El priista que todos (en México) llevan dentro

¿Qué es la moral? “Es un árbol que da moras”, solía decir un exgobernador. Y para progresar hay que hacer trampa, porque “el que no transa no avanza”. O para tener éxito en la política es preciso ser millonario, pues “un político pobre es un pobre político”.

Estas frases tienen un común denominador: nacieron durante los 70 años que el Partido Revolucionario Institucional (PRI) gobernó a México.

Son un reflejo de la cultura política que aún prevalece en algunos sectores del país y que nunca se fue, dicen especialistas, a pesar de que el partido perdió la presidencia mexicana en 2000.

Una herencia compleja que explica en parte el regreso del PRI al gobierno, le dice a BBC Mundo Roger Bartra, investigador emérito de la Universidad Nacional Autónoma de México (UNAM).

Por un lado, algunos piensan que esta organización política es responsable de muchos de los problemas del país, pero al mismo tiempo existen otros que, por su experiencia de gobierno, lo ven como única alternativa viable.

“Para una gran parte de los mexicanos, el PRI es una mezcla de corrupción y saber hacer con eficiencia”, explica. “Parte de la población lo ve mal, pero no tanto. Una expresión común en estos días es: el PRI roba, sí, pero hace cosas”.

La historia

Bartra dice que la compleja percepción de los mexicanos hacia el partido se creó durante las décadas en que esa organización política fue prácticamente la única en el país.

De hecho, desde 1929 y hasta la década de los 80 la vida cotidiana en México estuvo permeada por el PRI.

Los primeros gobiernos de ese partido crearon el sistema de salud y seguridad social más grande de América Latina, y ampliaron la cobertura educativa a prácticamente toda la población.

Pero al mismo tiempo, la instrucción pública de nivel básico se impartía sólo con los libros editados por la Secretaría de Educación, que fueron diseñados y escritos bajo directrices oficiales.
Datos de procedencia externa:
use crossterm::event::KeyCode;
use ratatui::{
    layout::{Alignment, Constraint, Layout, Rect},
    style::{Modifier, Style},
    text::{Line, Span},
    widgets::{Block, Borders, Paragraph},
    Frame,
};
use tui_dispatch::EventKind;

use super::{Component, ACCENT_GOLD, ACCENT_TEAL, BG_PANEL, TEXT_DIM, TEXT_MAIN, TEXT_MUTED};
use crate::action::Action;
use crate::state::BrowseMode;

pub const SEARCH_PLACEHOLDER: &str = "Search Pokemon by name";

/// Query field plus the Search / Back / collection labels.
#[derive(Default)]
pub struct SearchBar;

pub struct SearchBarProps<'a> {
    pub query: &'a str,
    pub editing: bool,
    pub loading: bool,
    pub mode: BrowseMode,
    pub collection_visible: bool,
    pub is_focused: bool,
}

/// Label of the collection toggle for the current view.
pub fn toggle_label(collection_visible: bool) -> &'static str {
    if collection_visible {
        "Go Catch More Pokemon"
    } else {
        "Caught Pokemon"
    }
}

impl Component<Action> for SearchBar {
    type Props<'a> = SearchBarProps<'a>;

    fn handle_event(
        &mut self,
        event: &EventKind,
        props: Self::Props<'_>,
    ) -> impl IntoIterator<Item = Action> {
        if !props.is_focused || !props.editing {
            return None;
        }
        let EventKind::Key(key) = event else {
            return None;
        };
        match key.code {
            KeyCode::Esc => Some(Action::SearchCancel),
            KeyCode::Enter => Some(Action::SearchSubmit),
            KeyCode::Backspace => Some(Action::SearchBackspace),
            KeyCode::Char(ch) => Some(Action::SearchInput(ch)),
            _ => None,
        }
    }

    fn render(&mut self, frame: &mut Frame, area: Rect, props: Self::Props<'_>) {
        let border = if props.editing {
            Style::default().fg(ACCENT_TEAL)
        } else {
            Style::default().fg(TEXT_DIM)
        };
        let block = Block::default()
            .borders(Borders::ALL)
            .title("SEARCH")
            .border_style(border)
            .style(Style::default().bg(BG_PANEL).fg(TEXT_MAIN));
        let inner = block.inner(area);
        frame.render_widget(block, area);

        let mut labels = vec![Span::styled("[/] Search", label_style())];
        if props.mode == BrowseMode::Search {
            labels.push(Span::raw("  "));
            labels.push(Span::styled("[b] Back", label_style()));
        }
        labels.push(Span::raw("  "));
        labels.push(Span::styled(
            format!("[Tab] {}", toggle_label(props.collection_visible)),
            Style::default().fg(ACCENT_GOLD).add_modifier(Modifier::BOLD),
        ));
        let labels_width = labels.iter().map(|span| span.width() as u16).sum::<u16>();

        let chunks = Layout::horizontal([
            Constraint::Min(1),
            Constraint::Length(labels_width.saturating_add(1)),
        ])
        .split(inner);

        frame.render_widget(Paragraph::new(query_line(&props)), chunks[0]);
        frame.render_widget(
            Paragraph::new(Line::from(labels)).alignment(Alignment::Right),
            chunks[1],
        );
    }
}

fn label_style() -> Style {
    Style::default().fg(ACCENT_TEAL)
}

fn query_line(props: &SearchBarProps<'_>) -> Line<'static> {
    let mut spans = Vec::new();
    if props.query.is_empty() && !props.editing {
        spans.push(Span::styled(SEARCH_PLACEHOLDER, Style::default().fg(TEXT_MUTED)));
    } else {
        spans.push(Span::styled(
            props.query.to_string(),
            Style::default().fg(TEXT_MAIN),
        ));
    }
    if props.editing {
        spans.push(Span::styled(
            "_",
            Style::default()
                .fg(ACCENT_TEAL)
                .add_modifier(Modifier::SLOW_BLINK),
        ));
    }
    if props.loading {
        spans.push(Span::styled("  searching...", Style::default().fg(ACCENT_GOLD)));
    }
    Line::from(spans)
}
Es una práctica que aún sigue, aunque en los últimos años los maestros tienen la posibilidad, en algunos casos, de incluir otros textos para impartir sus clases.

Hasta 1986 las fronteras permanecieron virtualmente cerradas a la importación de productos extranjeros para proteger a las empresas mexicanas, mientras que la electricidad, gasolina y otros energéticos eran -y aún son- distribuidos por el gobierno.

La mayoría de los sindicatos, organizaciones campesinas y empresariales estaban afiliadas al partido.

Los permisos para transmitir radio y televisión se otorgan por la Secretaría de Comunicaciones y Transportes, un elemento que muchas veces condicionó el contenido editorial de los medios, según le dice a BBC Mundo Aleida Calleja, presidenta de la independiente Asociación Mexicana de Derecho a la Información (AMEDI).

Hay otros elementos: hasta 1989 los gobernadores de los 32 estados del país eran militantes del PRI, y la primera legislatura donde los partidos de oposición fueron mayoría inició en 1997.

Después que en 2000 el Partido Acción Nacional ganó la presidencia del país, el Revolucionario Institucional conservó el poder en más de la mitad de los estados.

“Gen priísta”

La presencia casi única del PRI creó una cultura política que, “a juzgar por el resultado, podría seguir impresa en el código genético de los mexicanos”, escribió el académico Luis Rubio en un artículo publicado en el diario Reforma.

No es el único que lo afirma. En su campaña electoral el presidente Felipe Calderón decía combatir “al priísta que todos llevamos dentro”, como referencia a la corrupción que, afirmaba, existía en gobiernos anteriores.

Especialistas afirman incluso que esta práctica no es exclusiva del PRI, sino que existe en otros partidos políticos e incluso define el comportamiento de algunos funcionarios y ciudadanos.

Más allá de las triquiñuelas, ¿qué es la cultura priísta?

“Es una especie de populismo muy peculiar”, responde Roger Bartra. “Antes no hablábamos de cultura priísta sino de nacionalismo revolucionario y del gobierno”.

“El PRI no era un verdadero partido político sino un apéndice electoral del gobierno. Esa cultura populista es el PRI, una identidad nacional basada menos en la razón y más en los sentimientos”.